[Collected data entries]

┌──

//! Foundational error type.
//!
//! Sub-crates define their own error enums and either convert them into
//! `CoreError` via `From` impls or keep them separate and wrap `CoreError`
//! as one variant.  Both patterns are acceptable; prefer whichever keeps
//! error sites clean.

use thiserror::Error;

/// The top-level error type for `sugar-core` and a common base for sub-crates.
#[derive(Debug, Error)]
pub enum CoreError {
    #[error("configuration error: {0}")]
    Config(String),

    #[error("parse error: {0}")]
    Parse(String),

    #[error("I/O error: {0}")]
    Io(#[from] std::io::Error),
}

/// Shorthand result type for all `sugar-*` crates.
pub type CoreResult<T> = Result<T, CoreError>;
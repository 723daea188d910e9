//! `sugar-schedule` — random activation by type.
//!
//! # Why this exists
//!
//! Activation fairness is the core scheduling concern of the model: every
//! registered entity acts exactly once per tick, and the order inside each
//! type group is re-randomized every tick so no entity gets a persistent
//! first-mover advantage.  [`TypeSchedule`] owns the rosters, the per-type
//! counts, and the tick counter.
//!
//! The schedule is a data structure, not a driver: it produces one tick's
//! [`activation_order`][TypeSchedule::activation_order] and the simulation
//! crate applies each entity's effect.  That split keeps entity state out of
//! this crate entirely.

pub mod error;
pub mod schedule;

#[cfg(test)]
mod tests;

pub use error::{ScheduleError, ScheduleResult};
pub use schedule::TypeSchedule;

└──

- **Directions**:
Top to bottom, the records above must be output exactly.

- **Output for this task**:
//! Foundational error type.
//!
//! Sub-crates define their own error enums and either convert them into
//! `CoreError` via `From` impls or keep them separate and wrap `CoreError`
//! as one variant.  Both patterns are acceptable; prefer whichever keeps
//! error sites clean.

use thiserror::Error;

/// The top-level error type for `sugar-core` and a common base for sub-crates.
#[derive(Debug, Error)]
pub enum CoreError {
    #[error("configuration error: {0}")]
    Config(String),

    #[error("parse error: {0}")]
    Parse(String),

    #[error("I/O error: {0}")]
    Io(#[from] std::io::Error),
}

/// Shorthand result type for all `sugar-*` crates.
pub type CoreResult<T> = Result<T, CoreError>;
repository 723daea188d910e9
//! `sugar-schedule` — random activation by type.
//!
//! # Why this exists
//!
//! Activation fairness is the core scheduling concern of the model: every
//! registered entity acts exactly once per tick, and the order inside each
//! type group is re-randomized every tick so no entity gets a persistent
//! first-mover advantage.  [`TypeSchedule`] owns the rosters, the per-type
//! counts, and the tick counter.
//!
//! The schedule is a data structure, not a driver: it produces one tick's
//! [`activation_order`][TypeSchedule::activation_order] and the simulation
//! crate applies each entity's effect.  That split keeps entity state out of
//! this crate entirely.

pub mod error;
pub mod schedule;

#[cfg(test)]
mod tests;

pub use error::{ScheduleError, ScheduleResult};
pub use schedule::TypeSchedule;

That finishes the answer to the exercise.